Captives is a 1994 British romantic crime drama film directed by Angela Pope and written by the Dublin screenwriter Frank Deasy. It stars Julia Ormond, Tim Roth and Keith Allen. The picture was selected as the opening film in the Venetian Nights section of the 1994 Venice Film Festival, in addition to its selection for Gala Presentation at the 1994 Toronto International Film Festival.

Plot
After the break-up of her marriage to Simon (Peter Capaldi), dentist Rachel Clifford (Julia Ormond) throws herself into work by taking an extra assignment at a local British prison. One of her patients is Philip (Tim Roth), a man nearing the end of a ten-year sentence for a crime he refuses to reveal. She later sees him on the street when he is released to attend his college class. They form a friendship that eventually turns into a secret relationship. Their relationship becomes strained when Rachel realises Philip is serving time for the murder of his wife.

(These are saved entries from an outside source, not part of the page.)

//! Materials for each decorative element of the scene.
//!
//! Every function here is pure: the same inputs always produce equal specs.

use crate::material::{Color, MaterialSpec, ShadingModel, Side, SurfaceResponse, TextureRef};

/// Solid color of the innermost ring and slice.
pub const RING_COLOR: Color = Color(0xFFA500);

/// Color of the central disk.
pub const SAFFRON: Color = Color(0xF4C430);

/// Innermost ring: solid orange, untextured. Outer rings: tiled, uncolored.
fn ring_fill(is_innermost: bool, tile: &TextureRef) -> (Option<Color>, Option<TextureRef>) {
    if is_innermost {
        (Some(RING_COLOR), None)
    } else {
        (None, Some(tile.clone()))
    }
}

/// Opaque, double-sided ring surface.
pub fn ring_material(is_innermost: bool, tile: &TextureRef) -> MaterialSpec {
    let (color, texture) = ring_fill(is_innermost, tile);
    MaterialSpec {
        model: ShadingModel::Standard,
        color,
        texture,
        side: Side::Double,
        transparent: false,
        opacity: 1.0,
        surface: SurfaceResponse::Plain,
    }
}

/// Glass variant for the angular slice: same fill rule as rings, but
/// translucent and glossy.
pub fn slice_material(is_innermost: bool, tile: &TextureRef) -> MaterialSpec {
    let (color, texture) = ring_fill(is_innermost, tile);
    MaterialSpec {
        model: ShadingModel::Standard,
        color,
        texture,
        side: Side::Double,
        transparent: true,
        opacity: 0.4,
        surface: SurfaceResponse::Glass {
            roughness: 0.1,
            metalness: 0.5,
        },
    }
}

/// Thin white ring drawn just below each colored ring.
pub fn outline_material() -> MaterialSpec {
    MaterialSpec {
        model: ShadingModel::Unlit,
        color: Some(Color::WHITE),
        side: Side::Double,
        ..MaterialSpec::default()
    }
}

/// White annulus behind each ring.
pub fn backing_material() -> MaterialSpec {
    MaterialSpec {
        model: ShadingModel::Unlit,
        color: Some(Color::WHITE),
        side: Side::Double,
        ..MaterialSpec::default()
    }
}

pub fn disk_material() -> MaterialSpec {
    MaterialSpec {
        model: ShadingModel::Standard,
        color: Some(SAFFRON),
        side: Side::Double,
        ..MaterialSpec::default()
    }
}

/// Ground texture tiled 100 times in each direction.
pub fn ground_material(texture: &TextureRef) -> MaterialSpec {
    MaterialSpec {
        model: ShadingModel::Standard,
        texture: Some(texture.clone().repeated(100.0, 100.0)),
        side: Side::Front,
        ..MaterialSpec::default()
    }
}

/// Phong-shaded globe with a bump map.
pub fn globe_material(map: &TextureRef, bump: &TextureRef) -> MaterialSpec {
    MaterialSpec {
        model: ShadingModel::Phong,
        texture: Some(map.clone()),
        surface: SurfaceResponse::Bumped {
            map: bump.clone(),
            scale: 0.1,
        },
        ..MaterialSpec::default()
    }
}

pub fn flag_material(texture: &TextureRef) -> MaterialSpec {
    MaterialSpec {
        model: ShadingModel::Unlit,
        texture: Some(texture.clone()),
        side: Side::Double,
        ..MaterialSpec::default()
    }
}

/// Unlit plane whose texture alpha shows through.
pub fn image_plane_material(texture: &TextureRef) -> MaterialSpec {
    MaterialSpec {
        model: ShadingModel::Unlit,
        texture: Some(texture.clone()),
        side: Side::Double,
        transparent: true,
        opacity: 1.0,
        ..MaterialSpec::default()
    }
}

pub fn label_material(color: Color) -> MaterialSpec {
    MaterialSpec {
        model: ShadingModel::Unlit,
        color: Some(color),
        ..MaterialSpec::default()
    }
}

Another inmate, Towler (Colin Salmon), sells drugs within the prison. He uncovers Rachel and Philip's relationship and uses his associate Kenny (Mark Strong) to intimidate her into smuggling a gun into the prison. She ultimately cannot go through with it and Philip, realising that she is out of her depth, reveals their relationship to the authorities in order to secure her help. When Kenny confronts Rachel in a diner, she uses the gun to shoot him as the police arrive.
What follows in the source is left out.